• **Collected data**:
* * *
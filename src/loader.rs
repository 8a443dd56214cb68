use std::marker::PhantomData;
use std::path::PathBuf;

use confique::Config;
use serde::Deserialize;

use crate::error::OrchestratorError;
use crate::file;
use crate::manifest::{self, MANIFEST_FILE, MANIFEST_SECTION};
use crate::resolve::{self, ResolveInput};
use crate::settings::OrchestratorSettings;
use crate::types::{Boundary, SearchPath};

/// Default prefix for settings environment variables.
pub const ENV_PREFIX: &str = "DRUPAL_CONFIG";

/// Builder that discovers and resolves settings layers.
///
/// Layers, lowest priority first: compiled defaults, the nearest manifest,
/// `DRUPAL_CONFIG_*` environment variables, CLI overrides.
pub struct SettingsLoader<C: Config = OrchestratorSettings> {
    manifest_name: String,
    manifest_section: String,
    search_paths: Vec<SearchPath>,
    cwd: Option<PathBuf>,
    env_prefix: Option<String>,
    strict: bool,
    cli_overrides: Vec<(String, toml::Value)>,
    _phantom: PhantomData<C>,
}

impl SettingsLoader<OrchestratorSettings> {
    pub fn new() -> Self {
        Self::for_config()
    }
}

impl Default for SettingsLoader<OrchestratorSettings> {
    fn default() -> Self {
        Self::new()
    }
}

impl<C: Config> SettingsLoader<C> {
    /// Loader for an arbitrary confique settings type.
    pub fn for_config() -> Self {
        Self {
            manifest_name: MANIFEST_FILE.to_string(),
            manifest_section: MANIFEST_SECTION.to_string(),
            search_paths: vec![SearchPath::Ancestors(Boundary::Root)],
            cwd: None,
            env_prefix: Some(ENV_PREFIX.to_string()),
            strict: true,
            cli_overrides: Vec::new(),
            _phantom: PhantomData,
        }
    }

    /// Override the manifest file name (default: `composer.json`).
    pub fn manifest_name(mut self, name: &str) -> Self {
        self.manifest_name = name.to_string();
        self
    }

    /// Override the `extra` key holding the settings section.
    pub fn manifest_section(mut self, section: &str) -> Self {
        self.manifest_section = section.to_string();
        self
    }

    /// Replace the manifest search paths (priority-ascending; the last entry wins).
    pub fn search_paths(mut self, paths: Vec<SearchPath>) -> Self {
        self.search_paths = paths;
        self
    }

    /// Anchor `Cwd` and `Ancestors` at `dir` instead of the process working directory.
    pub fn working_dir(mut self, dir: impl Into<PathBuf>) -> Self {
        self.cwd = Some(dir.into());
        self
    }

    /// Override the environment variable prefix (default: `DRUPAL_CONFIG`).
    pub fn env_prefix(mut self, prefix: &str) -> Self {
        self.env_prefix = Some(prefix.to_string());
        self
    }

    /// Disable environment variable loading entirely.
    pub fn no_env(mut self) -> Self {
        self.env_prefix = None;
        self
    }

    /// Enable or disable strict mode (default: `true`).
    /// In strict mode, unknown keys in the manifest section produce errors.
    pub fn strict(mut self, strict: bool) -> Self {
        self.strict = strict;
        self
    }

    /// Add a CLI override. `None` values are ignored (useful for optional clap args).
    pub fn cli_override<V: Into<toml::Value>>(mut self, key: &str, value: Option<V>) -> Self {
        if let Some(v) = value {
            self.cli_overrides.push((key.to_string(), v.into()));
        }
        self
    }

    fn effective_cwd(&self) -> Option<PathBuf> {
        self.cwd
            .clone()
            .or_else(|| std::env::current_dir().ok())
    }

    fn build_input(&self) -> Result<ResolveInput, OrchestratorError> {
        let cwd = self.effective_cwd();
        let dirs = file::expand_search_paths(&self.search_paths, cwd.as_deref());

        let manifest = match file::load_nearest(&dirs, &self.manifest_name)? {
            Some((path, content)) => {
                tracing::debug!(manifest = %path.display(), "found project manifest");
                manifest::extract_section(&path, &content, &self.manifest_section)?
                    .map(|section| (path, section))
            }
            None => None,
        };

        let env_vars = match self.env_prefix {
            Some(_) => std::env::vars().collect(),
            None => Vec::new(),
        };

        Ok(ResolveInput {
            manifest,
            env_vars,
            env_prefix: self.env_prefix.clone(),
            cli_overrides: self.cli_overrides.clone(),
            strict: self.strict,
        })
    }

    /// Discover and resolve the settings through all layers.
    pub fn load(self) -> Result<C, OrchestratorError>
    where
        C::Layer: for<'de> Deserialize<'de>,
    {
        let input = self.build_input()?;
        resolve::resolve(input)
    }
}

#[cfg(test)]
mod tests {
    use super::*;
    use std::fs;
    use tempfile::TempDir;

    fn write_manifest(dir: &std::path::Path, section: &str) {
        let content = format!(
            r#"{{"name": "acme/site", "extra": {{"drupal-config-orchestrator": {section}}}}}"#
        );
        fs::write(dir.join("composer.json"), content).unwrap();
    }

    #[test]
    fn defaults_when_no_manifest() {
        let dir = TempDir::new().unwrap();
        let settings = SettingsLoader::new()
            .search_paths(vec![SearchPath::Cwd])
            .working_dir(dir.path())
            .no_env()
            .load()
            .unwrap();
        assert_eq!(settings.provider_path, PathBuf::from("config/providers"));
    }

    #[test]
    fn manifest_found_in_ancestor() {
        let root = TempDir::new().unwrap();
        write_manifest(root.path(), r#"{"provider-path": "config/overrides"}"#);
        let deep = root.path().join("web").join("sites").join("default");
        fs::create_dir_all(&deep).unwrap();

        let settings = SettingsLoader::new()
            .search_paths(vec![SearchPath::Ancestors(Boundary::Marker("composer.json"))])
            .working_dir(&deep)
            .no_env()
            .load()
            .unwrap();
        assert_eq!(settings.provider_path, PathBuf::from("config/overrides"));
    }

    #[test]
    fn nearest_manifest_without_section_uses_defaults() {
        let root = TempDir::new().unwrap();
        write_manifest(root.path(), r#"{"provider-path": "outer"}"#);
        let inner = root.path().join("inner");
        fs::create_dir_all(&inner).unwrap();
        fs::write(inner.join("composer.json"), r#"{"name": "acme/inner"}"#).unwrap();

        let settings = SettingsLoader::new()
            .search_paths(vec![SearchPath::Ancestors(Boundary::Root)])
            .working_dir(&inner)
            .no_env()
            .load()
            .unwrap();
        assert_eq!(settings.provider_path, PathBuf::from("config/providers"));
    }

    #[test]
    fn cli_override_beats_manifest() {
        let dir = TempDir::new().unwrap();
        write_manifest(dir.path(), r#"{"store-path": "manifest/sync"}"#);

        let settings = SettingsLoader::new()
            .search_paths(vec![SearchPath::Path(dir.path().to_path_buf())])
            .no_env()
            .cli_override("store_path", Some("cli/sync"))
            .load()
            .unwrap();
        assert_eq!(settings.store_path, PathBuf::from("cli/sync"));
    }

    #[test]
    fn cli_override_none_skipped() {
        let loader = SettingsLoader::new().cli_override::<String>("store_path", None);
        assert!(loader.cli_overrides.is_empty());
    }

    #[test]
    fn strict_manifest_typo_fails() {
        let dir = TempDir::new().unwrap();
        write_manifest(dir.path(), r#"{"provider-paht": "typo"}"#);

        let result = SettingsLoader::new()
            .search_paths(vec![SearchPath::Path(dir.path().to_path_buf())])
            .no_env()
            .load();
        assert!(matches!(result, Err(OrchestratorError::UnknownKeys(_))));
    }

    #[test]
    fn custom_manifest_name_and_section() {
        let dir = TempDir::new().unwrap();
        fs::write(
            dir.path().join("project.json"),
            r#"{"extra": {"orchestrator": {"store-path": "custom"}}}"#,
        )
        .unwrap();

        let settings = SettingsLoader::new()
            .manifest_name("project.json")
            .manifest_section("orchestrator")
            .search_paths(vec![SearchPath::Path(dir.path().to_path_buf())])
            .no_env()
            .load()
            .unwrap();
        assert_eq!(settings.store_path, PathBuf::from("custom"));
    }
}
//! Project manifest (`composer.json`) settings extraction.
//!
//! Settings live under `extra."drupal-config-orchestrator"` with kebab-case
//! keys, mirroring the rest of the manifest:
//!
//! ```json
//! {
//!   "extra": {
//!     "drupal-config-orchestrator": {
//!       "provider-namespace": "Acme\\Config\\Provider",
//!       "provider-path": "config/providers"
//!     }
//!   }
//! }
//! ```
//!
//! The section is converted to a `toml::Table` with snake_case keys so it
//! merges like any other layer.

use std::path::Path;

use toml::{Table, Value};

use crate::error::OrchestratorError;

/// Manifest file searched for in the working directory and its ancestors.
pub const MANIFEST_FILE: &str = "composer.json";

/// Key under `extra` holding this crate's settings.
pub const MANIFEST_SECTION: &str = "drupal-config-orchestrator";

/// Parse `content` and return the settings section, if the manifest has one.
pub fn extract_section(
    path: &Path,
    content: &str,
    section: &str,
) -> Result<Option<Table>, OrchestratorError> {
    let manifest: serde_json::Value =
        serde_json::from_str(content).map_err(|e| OrchestratorError::ParseError {
            path: path.to_path_buf(),
            reason: e.to_string(),
        })?;

    let Some(raw) = manifest.get("extra").and_then(|extra| extra.get(section)) else {
        return Ok(None);
    };

    let value = Value::try_from(raw).map_err(|e| OrchestratorError::ParseError {
        path: path.to_path_buf(),
        reason: format!("extra.{section}: {e}"),
    })?;

    match value {
        Value::Table(table) => Ok(Some(snake_case_keys(table))),
        other => Err(OrchestratorError::InvalidValue {
            key: format!("extra.{section}"),
            reason: format!("expected an object, found {}", other.type_str()),
        }),
    }
}

fn snake_case_keys(table: Table) -> Table {
    table
        .into_iter()
        .map(|(key, value)| {
            let value = match value {
                Value::Table(inner) => Value::Table(snake_case_keys(inner)),
                other => other,
            };
            (key.replace('-', "_"), value)
        })
        .collect()
}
* * *
Some lines above contain the word "PhantomData". Copy each of them.

use std::marker::PhantomData;
    _phantom: PhantomData<C>,
            _phantom: PhantomData,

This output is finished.